Andrew O’Hagan was talking about the lifelong friendship he had that inspired his latest book, Mayflies – described as a novel about life, death and meaning. It’s on my must-read list.
January is often when we examine our potential.
Did we reach it last year? What can we do to advance it this year?
We launch new ideas, goals, aspirations. It’s a fresh start in progressing our potential.
My fresh start has seen me leave my job and embark on a new career as a freelance writer, as well as growing my consultancy and coaching practice.
My goals for 2021 include publishing a book on Amazon and starting a master’s degree but my scariest goal is to have feature articles published in a newspaper or magazine.
It scares me the most because I’ve only ever done TV journalism.
It scares me because, what if I’m rubbish at it?
So much about it scares me but – I’m going to give it a try.
Your goals, your ambitions and aspirations might scare you too. And even though 2021 has barely begun, it already feels like keeping our potential ahead of the challenges is going to take work.
It will but it will be easier with friends who care about our potential.

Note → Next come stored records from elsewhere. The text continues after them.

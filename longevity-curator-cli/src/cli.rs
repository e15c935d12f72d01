/// # longevity-curator CLI Interface
///
/// Command parsing and wiring for the curator binary. All pipeline logic
/// lives in the `longevity-curator` core crate; this module only loads
/// configuration, builds the concrete collaborators from the environment,
/// and invokes [`Curator::run_once`] once or on a daily schedule.
///
/// ## How To Use
/// - `longevity-curator run [--config FILE] [--dry-run]`
/// - `longevity-curator schedule [--config FILE] [--at HH:MM]`
///
/// Setting `RUN_NOW` makes `schedule` perform a single run and exit.
use crate::load_config::{load_config, CliConfig};
use crate::platforms::platforms_from_env;
use crate::providers::{NewsApiClient, RedditClient, UnsplashClient};
use crate::schedule::{run_daily, PostTime};
use anyhow::{anyhow, Result};
use clap::{Parser, Subcommand};
use longevity_curator::contract::RandomPicker;
use longevity_curator::imaging::HttpImageFetcher;
use longevity_curator::{Collaborators, Curator, RunOutcome};
use std::path::PathBuf;

/// CLI for longevity-curator: post one curated health item per day.
#[derive(Parser)]
#[clap(
    name = "longevity-curator",
    version,
    about = "Curate one health/longevity post and publish it to social platforms"
)]
pub struct Cli {
    #[clap(subcommand)]
    pub command: Commands,
}

#[derive(Subcommand)]
pub enum Commands {
    /// Perform a single run now
    Run {
        /// Path to the YAML config file
        #[clap(long)]
        config: Option<PathBuf>,
        /// Build caption and image but publish nothing
        #[clap(long)]
        dry_run: bool,
    },
    /// Run once per day at a fixed local time until interrupted
    Schedule {
        /// Path to the YAML config file
        #[clap(long)]
        config: Option<PathBuf>,
        /// Time of day (HH:MM, 24h); overrides POST_TIME
        #[clap(long)]
        at: Option<String>,
    },
}

/// Build the production collaborator table from the environment.
pub fn collaborators_from_env(config: &CliConfig) -> Result<Collaborators> {
    let wrap = |what: &str, e: Box<dyn std::error::Error + Send + Sync>| anyhow!("{what}: {e}");
    Ok(Collaborators {
        news: Box::new(NewsApiClient::from_env().map_err(|e| wrap("news client", e))?),
        social: Box::new(RedditClient::from_env().map_err(|e| wrap("reddit client", e))?),
        image_search: Box::new(UnsplashClient::from_env().map_err(|e| wrap("unsplash client", e))?),
        image_fetcher: Box::new(HttpImageFetcher::new().map_err(|e| wrap("image fetcher", e))?),
        picker: Box::new(RandomPicker),
        platforms: platforms_from_env(&config.platforms).map_err(|e| wrap("platforms", e))?,
    })
}

/// Extracted async CLI logic entrypoint for integration tests and main()
pub async fn run(cli: Cli) -> Result<()> {
    tracing::info!("trace_initialised");

    match cli.command {
        Commands::Run { config, dry_run } => {
            let mut config = load_config(config.as_deref())?;
            config.run.dry_run |= dry_run;
            config.run.trace_loaded();
            let curator = Curator::new(config.run.clone(), collaborators_from_env(&config)?);
            let report = curator.run_once().await;
            tracing::info!(command = "run", run_id = %report.run_id, "Run complete");
            if let RunOutcome::DryRun { caption, image_path, .. } = &report.outcome {
                println!("{caption}");
                println!("{}", image_path.display());
            }
            Ok(())
        }
        Commands::Schedule { config, at } => {
            let mut config = load_config(config.as_deref())?;
            if let Some(at) = at {
                config.post_time = at.parse::<PostTime>()?;
            }
            config.run.trace_loaded();
            let curator = Curator::new(config.run.clone(), collaborators_from_env(&config)?);
            if std::env::var("RUN_NOW").is_ok_and(|v| !v.is_empty()) {
                tracing::info!(command = "schedule", "RUN_NOW set; running once");
                curator.run_once().await;
                return Ok(());
            }
            run_daily(&curator, config.post_time).await
        }
    }
}
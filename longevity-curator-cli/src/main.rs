use anyhow::Result;
use clap::Parser;
use longevity_curator_cli::cli::{run, Cli};
use tracing_subscriber::EnvFilter;

#[tokio::main]
async fn main() -> Result<()> {
    // Load environment
    dotenvy::dotenv().ok();

    tracing_subscriber::fmt()
        .with_env_filter(
            EnvFilter::try_from_default_env().unwrap_or_else(|_| EnvFilter::new("info")),
        )
        .init();
    tracing::info!("CLI application startup: tracing initialised, environment loaded");

    let cli = Cli::parse();
    let result = run(cli).await;
    match &result {
        Ok(_) => tracing::info!("CLI completed successfully"),
        Err(e) => tracing::error!(error = %e, "CLI exited with error"),
    }
    result
}
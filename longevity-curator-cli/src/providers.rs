//! Concrete content and image-search providers over reqwest.
//!
//! Every client reads its credentials from the environment. A missing
//! credential is not an error: the provider reports "no content" and the
//! curator falls back to the next source.

use std::env;
use std::time::Duration;

use async_trait::async_trait;
use longevity_curator::contract::{
    CollaboratorError, ImageSearch, NewsArticle, NewsProvider, SocialPost, SocialProvider,
};
use rand::seq::SliceRandom;
use regex::Regex;
use serde::Deserialize;
use tracing::{debug, info, warn};

const PROVIDER_TIMEOUT: Duration = Duration::from_secs(15);

pub const NEWSAPI_BASE_URL: &str = "https://newsapi.org";
pub const NEWS_QUERY: &str = "(longevity OR \"healthspan\" OR \"anti-aging\" OR \"healthy aging\" OR nutrition OR exercise OR sleep) AND (study OR research OR science OR evidence OR trial)";
const NEWS_PAGE_SIZE: u32 = 20;

pub const REDDIT_AUTH_URL: &str = "https://www.reddit.com";
pub const REDDIT_API_URL: &str = "https://oauth.reddit.com";
pub const REDDIT_SUBS: [&str; 5] = ["Longevity", "Nutrition", "Biohackers", "HealthyFood", "Fitness"];
pub const DEFAULT_USER_AGENT: &str = "longevity-curator/1.0";
const REDDIT_LIMIT: u32 = 25;
const REDDIT_TOP_N: usize = 8;

pub const UNSPLASH_BASE_URL: &str = "https://api.unsplash.com";

fn http_client(user_agent: &str) -> Result<reqwest::Client, CollaboratorError> {
    Ok(reqwest::Client::builder()
        .timeout(PROVIDER_TIMEOUT)
        .user_agent(user_agent)
        .build()?)
}

fn non_empty_env(key: &str) -> Option<String> {
    env::var(key).ok().filter(|v| !v.trim().is_empty())
}

// ---- NewsAPI ----

#[derive(Debug, Deserialize)]
struct EverythingResponse {
    #[serde(default)]
    articles: Vec<NewsArticle>,
}

/// `NewsProvider` over NewsAPI's `/v2/everything`.
pub struct NewsApiClient {
    client: reqwest::Client,
    base_url: String,
    api_key: Option<String>,
}

impl NewsApiClient {
    pub fn new(base_url: impl Into<String>, api_key: Option<String>) -> Result<Self, CollaboratorError> {
        Ok(Self {
            client: http_client(DEFAULT_USER_AGENT)?,
            base_url: base_url.into(),
            api_key,
        })
    }

    pub fn from_env() -> Result<Self, CollaboratorError> {
        let api_key = non_empty_env("NEWSAPI_KEY");
        info!(api_key_set = api_key.is_some(), "Initialized NewsApiClient from environment");
        Self::new(NEWSAPI_BASE_URL, api_key)
    }
}

/// Prefer articles carrying an image; otherwise any article will do.
fn pick_article(articles: Vec<NewsArticle>) -> Option<NewsArticle> {
    let (with_image, without): (Vec<_>, Vec<_>) = articles
        .into_iter()
        .partition(|a| a.url_to_image.as_deref().is_some_and(|u| !u.is_empty()));
    let pool = if with_image.is_empty() { without } else { with_image };
    pool.choose(&mut rand::thread_rng()).cloned()
}

#[async_trait]
impl NewsProvider for NewsApiClient {
    async fn fetch_news_article(&self) -> Result<Option<NewsArticle>, CollaboratorError> {
        let Some(api_key) = self.api_key.as_deref() else {
            debug!("[NEWS] NEWSAPI_KEY not set; skipping news");
            return Ok(None);
        };
        let page_size = NEWS_PAGE_SIZE.to_string();
        let resp: EverythingResponse = self
            .client
            .get(format!("{}/v2/everything", self.base_url))
            .query(&[
                ("q", NEWS_QUERY),
                ("language", "en"),
                ("sortBy", "publishedAt"),
                ("pageSize", page_size.as_str()),
                ("apiKey", api_key),
            ])
            .send()
            .await?
            .error_for_status()?
            .json()
            .await?;
        info!(count = resp.articles.len(), "[NEWS] Fetched articles");
        Ok(pick_article(resp.articles))
    }
}

// ---- Reddit ----

#[derive(Debug, Deserialize)]
struct TokenResponse {
    access_token: String,
}

#[derive(Debug, Deserialize)]
struct Listing {
    data: ListingData,
}

#[derive(Debug, Deserialize)]
struct ListingData {
    #[serde(default)]
    children: Vec<Child>,
}

#[derive(Debug, Deserialize)]
struct Child {
    data: RedditPost,
}

#[derive(Debug, Deserialize)]
struct RedditPost {
    #[serde(default)]
    title: Option<String>,
    #[serde(default)]
    url: Option<String>,
    #[serde(default)]
    score: i64,
    #[serde(default)]
    preview: Option<Preview>,
}

#[derive(Debug, Deserialize)]
struct Preview {
    #[serde(default)]
    images: Vec<PreviewImage>,
}

#[derive(Debug, Deserialize)]
struct PreviewImage {
    source: PreviewSource,
}

#[derive(Debug, Deserialize)]
struct PreviewSource {
    url: String,
}

/// `SocialProvider` over Reddit's app-only OAuth API.
pub struct RedditClient {
    client: reqwest::Client,
    auth_url: String,
    api_url: String,
    credentials: Option<(String, String)>,
    image_ext: Regex,
}

impl RedditClient {
    pub fn new(
        auth_url: impl Into<String>,
        api_url: impl Into<String>,
        credentials: Option<(String, String)>,
        user_agent: &str,
    ) -> Result<Self, CollaboratorError> {
        Ok(Self {
            client: http_client(user_agent)?,
            auth_url: auth_url.into(),
            api_url: api_url.into(),
            credentials,
            image_ext: Regex::new(r"(?i)\.(jpe?g|png)$")?,
        })
    }

    pub fn from_env() -> Result<Self, CollaboratorError> {
        let credentials = non_empty_env("REDDIT_CLIENT_ID").zip(non_empty_env("REDDIT_CLIENT_SECRET"));
        let user_agent = non_empty_env("REDDIT_USER_AGENT").unwrap_or_else(|| DEFAULT_USER_AGENT.to_string());
        info!(
            credentials_set = credentials.is_some(),
            user_agent = %user_agent,
            "Initialized RedditClient from environment"
        );
        Self::new(REDDIT_AUTH_URL, REDDIT_API_URL, credentials, &user_agent)
    }

    async fn access_token(&self, client_id: &str, secret: &str) -> Result<String, CollaboratorError> {
        let token: TokenResponse = self
            .client
            .post(format!("{}/api/v1/access_token", self.auth_url))
            .basic_auth(client_id, Some(secret))
            .form(&[("grant_type", "client_credentials")])
            .send()
            .await?
            .error_for_status()?
            .json()
            .await?;
        Ok(token.access_token)
    }

    /// Preview image first, else the link itself when it points at an image file.
    fn image_of(&self, post: &RedditPost) -> Option<String> {
        post.preview
            .as_ref()
            .and_then(|p| p.images.first())
            .map(|img| img.source.url.clone())
            .or_else(|| post.url.clone().filter(|u| self.image_ext.is_match(u)))
    }

    async fn top_posts(&self, subreddit: &str, token: &str) -> Result<Vec<SocialPost>, CollaboratorError> {
        let limit = REDDIT_LIMIT.to_string();
        let listing: Listing = self
            .client
            .get(format!("{}/r/{subreddit}/top", self.api_url))
            .bearer_auth(token)
            .query(&[("t", "week"), ("limit", limit.as_str())])
            .send()
            .await?
            .error_for_status()?
            .json()
            .await?;
        Ok(listing
            .data
            .children
            .into_iter()
            .map(|c| {
                let image_url = self.image_of(&c.data);
                SocialPost {
                    title: c.data.title,
                    url: c.data.url,
                    image_url,
                    score: c.data.score,
                }
            })
            .collect())
    }
}

/// Highest-scoring posts first; one of the top few at random.
pub fn pick_top_post(mut posts: Vec<SocialPost>) -> Option<SocialPost> {
    posts.sort_by(|a, b| b.score.cmp(&a.score));
    posts.truncate(REDDIT_TOP_N);
    posts.choose(&mut rand::thread_rng()).cloned()
}

#[async_trait]
impl SocialProvider for RedditClient {
    async fn fetch_social_post(&self) -> Result<Option<SocialPost>, CollaboratorError> {
        let Some((client_id, secret)) = self.credentials.as_ref() else {
            debug!("[REDDIT] Reddit credentials not set; skipping social");
            return Ok(None);
        };
        let subreddit = REDDIT_SUBS
            .choose(&mut rand::thread_rng())
            .copied()
            .unwrap_or(REDDIT_SUBS[0]);
        let token = self.access_token(client_id, secret).await?;
        let posts = self.top_posts(subreddit, &token).await?;
        info!(subreddit = %subreddit, count = posts.len(), "[REDDIT] Fetched top posts of the week");
        Ok(pick_top_post(posts))
    }
}

// ---- Unsplash ----

#[derive(Debug, Deserialize)]
struct UnsplashPhoto {
    urls: UnsplashUrls,
}

#[derive(Debug, Deserialize)]
struct UnsplashUrls {
    #[serde(default)]
    regular: Option<String>,
}

/// `ImageSearch` over Unsplash's random photo endpoint.
pub struct UnsplashClient {
    client: reqwest::Client,
    base_url: String,
    access_key: Option<String>,
}

impl UnsplashClient {
    pub fn new(base_url: impl Into<String>, access_key: Option<String>) -> Result<Self, CollaboratorError> {
        Ok(Self {
            client: http_client(DEFAULT_USER_AGENT)?,
            base_url: base_url.into(),
            access_key,
        })
    }

    pub fn from_env() -> Result<Self, CollaboratorError> {
        let access_key = non_empty_env("UNSPLASH_ACCESS_KEY");
        info!(access_key_set = access_key.is_some(), "Initialized UnsplashClient from environment");
        Self::new(UNSPLASH_BASE_URL, access_key)
    }
}

#[async_trait]
impl ImageSearch for UnsplashClient {
    async fn search_image(&self, query: &str) -> Result<Option<String>, CollaboratorError> {
        let Some(key) = self.access_key.as_deref() else {
            debug!("[UNSPLASH] UNSPLASH_ACCESS_KEY not set; skipping image search");
            return Ok(None);
        };
        let resp = self
            .client
            .get(format!("{}/photos/random", self.base_url))
            .query(&[("query", query), ("client_id", key)])
            .send()
            .await?;
        if !resp.status().is_success() {
            warn!(status = %resp.status(), query = %query, "[UNSPLASH] Search request rejected");
            return Ok(None);
        }
        let photo: UnsplashPhoto = resp.json().await?;
        Ok(photo.urls.regular.filter(|u| !u.is_empty()))
    }
}
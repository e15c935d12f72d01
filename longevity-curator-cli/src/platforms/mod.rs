//! Publishing targets: one `Publisher` per platform.
//!
//! Credentials come from the environment. A publisher with missing
//! credentials is still registered; its `publish` fails, and the fan-out
//! records that failure without affecting the other platforms.

use std::env;
use std::path::Path;
use std::time::Duration;

use longevity_curator::contract::{CollaboratorError, Publisher};
use longevity_curator::Platform;
use serde::Deserialize;

pub mod bluesky;
pub mod facebook;
pub mod instagram;
pub mod twitter;

pub use bluesky::BlueskyPublisher;
pub use facebook::FacebookPublisher;
pub use instagram::InstagramPublisher;
pub use twitter::TwitterPublisher;

const PUBLISH_TIMEOUT: Duration = Duration::from_secs(60);

/// Platforms in their default publishing order.
#[derive(Debug, Clone, Copy, PartialEq, Eq, Deserialize)]
#[serde(rename_all = "lowercase")]
pub enum PlatformKind {
    Twitter,
    Instagram,
    Facebook,
    Bluesky,
}

impl PlatformKind {
    pub const ALL: [PlatformKind; 4] = [
        PlatformKind::Twitter,
        PlatformKind::Instagram,
        PlatformKind::Facebook,
        PlatformKind::Bluesky,
    ];

    pub fn display_name(&self) -> &'static str {
        match self {
            PlatformKind::Twitter => "Twitter/X",
            PlatformKind::Instagram => "Instagram",
            PlatformKind::Facebook => "Facebook",
            PlatformKind::Bluesky => "Bluesky",
        }
    }

    fn publisher_from_env(&self, client: reqwest::Client) -> Box<dyn Publisher> {
        match self {
            PlatformKind::Twitter => Box::new(TwitterPublisher::from_env(client)),
            PlatformKind::Instagram => Box::new(InstagramPublisher::from_env(client)),
            PlatformKind::Facebook => Box::new(FacebookPublisher::from_env(client)),
            PlatformKind::Bluesky => Box::new(BlueskyPublisher::from_env(client)),
        }
    }
}

impl std::str::FromStr for PlatformKind {
    type Err = String;

    fn from_str(s: &str) -> Result<Self, Self::Err> {
        match s.trim().to_lowercase().as_str() {
            "twitter" | "x" => Ok(PlatformKind::Twitter),
            "instagram" => Ok(PlatformKind::Instagram),
            "facebook" => Ok(PlatformKind::Facebook),
            "bluesky" => Ok(PlatformKind::Bluesky),
            other => Err(format!("unknown platform: {other}")),
        }
    }
}

/// Build the ordered platform table from the environment.
pub fn platforms_from_env(kinds: &[PlatformKind]) -> Result<Vec<Platform>, CollaboratorError> {
    let client = reqwest::Client::builder().timeout(PUBLISH_TIMEOUT).build()?;
    Ok(kinds
        .iter()
        .map(|kind| Platform::new(kind.display_name(), kind.publisher_from_env(client.clone())))
        .collect())
}

pub(crate) fn env_opt(key: &str) -> Option<String> {
    env::var(key).ok().filter(|v| !v.trim().is_empty())
}

/// Credential lookup at publish time.
pub(crate) fn require<'a>(value: &'a Option<String>, name: &str) -> Result<&'a str, CollaboratorError> {
    value
        .as_deref()
        .ok_or_else(|| format!("{name} not set in environment").into())
}

pub(crate) async fn read_image(path: &Path) -> Result<Vec<u8>, CollaboratorError> {
    Ok(tokio::fs::read(path).await?)
}

/// Multipart part carrying the image file.
pub(crate) fn image_part(bytes: Vec<u8>, path: &Path) -> Result<reqwest::multipart::Part, CollaboratorError> {
    let file_name = path
        .file_name()
        .map(|n| n.to_string_lossy().into_owned())
        .unwrap_or_else(|| "image.jpg".to_string());
    Ok(reqwest::multipart::Part::bytes(bytes)
        .file_name(file_name)
        .mime_str(mime_of(path))?)
}

pub(crate) fn mime_of(path: &Path) -> &'static str {
    match path
        .extension()
        .and_then(|e| e.to_str())
        .map(|e| e.to_ascii_lowercase())
        .as_deref()
    {
        Some("png") => "image/png",
        Some("gif") => "image/gif",
        Some("webp") => "image/webp",
        _ => "image/jpeg",
    }
}

/// Turn a non-2xx response into an error carrying the body.
pub(crate) async fn check(resp: reqwest::Response, what: &str) -> Result<reqwest::Response, CollaboratorError> {
    let status = resp.status();
    if status.is_success() {
        return Ok(resp);
    }
    let body = resp.text().await.unwrap_or_default();
    Err(format!("{what} failed with {status}: {body}").into())
}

We can gather friends around us, in both the real and the digital world. We can enlist the help of people who know more than us and are willing to share it, as we grow and stretch and expand our potential.
I have wonderful, supportive friends in the real world but I’m also going to lean on those new ‘friends’ in the digital world whose work can help mine. Like freelance writer Lindy Alexander whose blog, The Freelancer’s Year is a boon to anyone interested in making a living from writing.
I hope you feel you can lean on me too, as a guardian of your potential.
By telling you my goals for 2021, I’ve given myself an accountability partner because I won’t want to let you down. Feel free to let me know your goals if you’d like an accountability partner.
I believe in you. We – you and me – are worth guarding.